Evidence from every region of the world and from countries at all income levels demonstrates the effectiveness of higher tobacco taxes in reducing tobacco use. On average, tobacco taxes that raise prices by 10% lead to a 4% reduction in overall tobacco use in high-income countries and a 5% reduction in use in low- and middle-income countries. Evidence shows that about half of the overall impact of higher tobacco taxes and prices comes from reductions in the prevalence of tobacco use, with the other half resulting from reduced consumption among continuing users. Higher taxes and prices are particularly effective in reducing tobacco use in more vulnerable populations, including youth and lower-income people, given that these groups are particularly sensitive to price.

How tobacco products are taxed and the frequency with which tobacco taxes are increased are important considerations in maximizing the effectiveness of higher taxes in reducing tobacco use and generating new tax revenue.
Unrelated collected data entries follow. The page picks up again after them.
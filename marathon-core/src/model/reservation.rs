// Licensed to the Apache Software Foundation (ASF) under one
// or more contributor license agreements.  See the NOTICE file
// distributed with this work for additional information
// regarding copyright ownership.  The ASF licenses this file
// to you under the Apache License, Version 2.0 (the
// "License"); you may not use this file except in compliance
// with the License.  You may obtain a copy of the License at
//
//   http://www.apache.org/licenses/LICENSE-2.0
//
// Unless required by applicable law or agreed to in writing,
// software distributed under the License is distributed on an
// "AS IS" BASIS, WITHOUT WARRANTIES OR CONDITIONS OF ANY
// KIND, either express or implied.  See the License for the
// specific language governing permissions and limitations
// under the License.

//! Reservation: the resident-task claim on agent resources (§3, §4.4).
//!
//! Modeled as tagged variants on the instance record per the Design Note
//! in §9 ("Resident reservation state -> tagged variants on the instance
//! record; transitions only through the tracker writer"), rather than as
//! a generic state-machine object.

use std::collections::HashMap;

use serde::{Deserialize, Serialize};

#[derive(Debug, Clone, Serialize, Deserialize)]
pub struct Reservation {
    pub agent_id: String,
    /// Labels binding this reservation to the owning instance id (§3's
    /// "exactly one instance id" invariant is enforced by the tracker, not
    /// encoded in this struct).
    pub labels: HashMap<String, String>,
    pub persistent_volume_ids: Vec<String>,
    pub state: ReservationState,
}

#[derive(Debug, Clone, Copy, PartialEq, Eq, Serialize, Deserialize)]
pub enum ReservationState {
    /// Reserved, no task launched against it yet.
    New,
    /// A task is running on the reserved resources.
    Launched,
    /// The task is terminal and the instance's goal is `Stopped`; the
    /// reservation is retained so it can be relaunched against later.
    Suspended,
}

impl Reservation {
    pub fn new(agent_id: impl Into<String>, persistent_volume_ids: Vec<String>) -> Self {
        Self {
            agent_id: agent_id.into(),
            labels: HashMap::new(),
            persistent_volume_ids,
            state: ReservationState::New,
        }
    }

    /// `New -> Launched` or `Suspended -> Launched`, the only two
    /// transitions that result in a running task (§4.4).
    pub fn mark_launched(&mut self) {
        self.state = ReservationState::Launched;
    }

    /// `Launched -> Suspended`, on a terminal task status for a resident
    /// instance -- whether its goal is `Stopped` (awaiting an operator
    /// restart) or still `Running` (awaiting automatic relaunch against
    /// the same reservation, §4.1/§4.4).
    pub fn mark_suspended(&mut self) {
        self.state = ReservationState::Suspended;
    }
}

#[cfg(test)]
mod test {
    use super::*;

    #[test]
    fn new_reservation_starts_in_new_state() {
        let r = Reservation::new("agent-1", vec!["pv-1".into()]);
        assert_eq!(r.state, ReservationState::New);
    }

    #[test]
    fn suspend_then_relaunch_round_trips() {
        let mut r = Reservation::new("agent-1", vec!["pv-1".into()]);
        r.mark_launched();
        r.mark_suspended();
        assert_eq!(r.state, ReservationState::Suspended);
        r.mark_launched();
        assert_eq!(r.state, ReservationState::Launched);
    }
}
Experiences in numerous countries have led to the development of several best practices in tobacco taxation that are reflected in the Guidelines for the Implementation of Article 6 of the WHO Framework Convention on Tobacco Control, which calls on governments to implement price and tax measures to reduce tobacco use. Tobacco tax systems should be simple and emphasize taxes based on quantity rather than price to ease tax administration, reduce tax avoidance, and minimize switching down to cheaper brands in response to tax increases. Taxes should also be high enough to make tobacco products costly and account for a large share of retail prices so that governments receive most of the revenue from tobacco product sales. Taxes should be increased frequently and by enough to offset inflation and income growth to reduce the affordability of tobacco products. Finally, taxes should be comparable across products to minimize substitution between products in response to tax increases.

Unfortunately, effective tobacco taxes are the least adopted tobacco control measure globally . The Tobacconomics Cigarette Tax Scorecard demonstrates that governments have considerable room for raising taxes and strengthening tobacco tax systems. The Scorecard uses a five-point scale to assess four key dimensions of countries’ cigarette taxes: cigarette price, the share of cigarette taxes in retail price, tax-driven changes in cigarette affordability over time, and cigarette tax structure, with each country’s overall score an average of the four components. In 2020, the global average total score was 2.28, less than half of the maximum five points, with only eight countries receiving a score of four or higher. There has been limited progress over time, with the average score rising from 1.93 in 2014 and only modest improvement in the components of the overall score.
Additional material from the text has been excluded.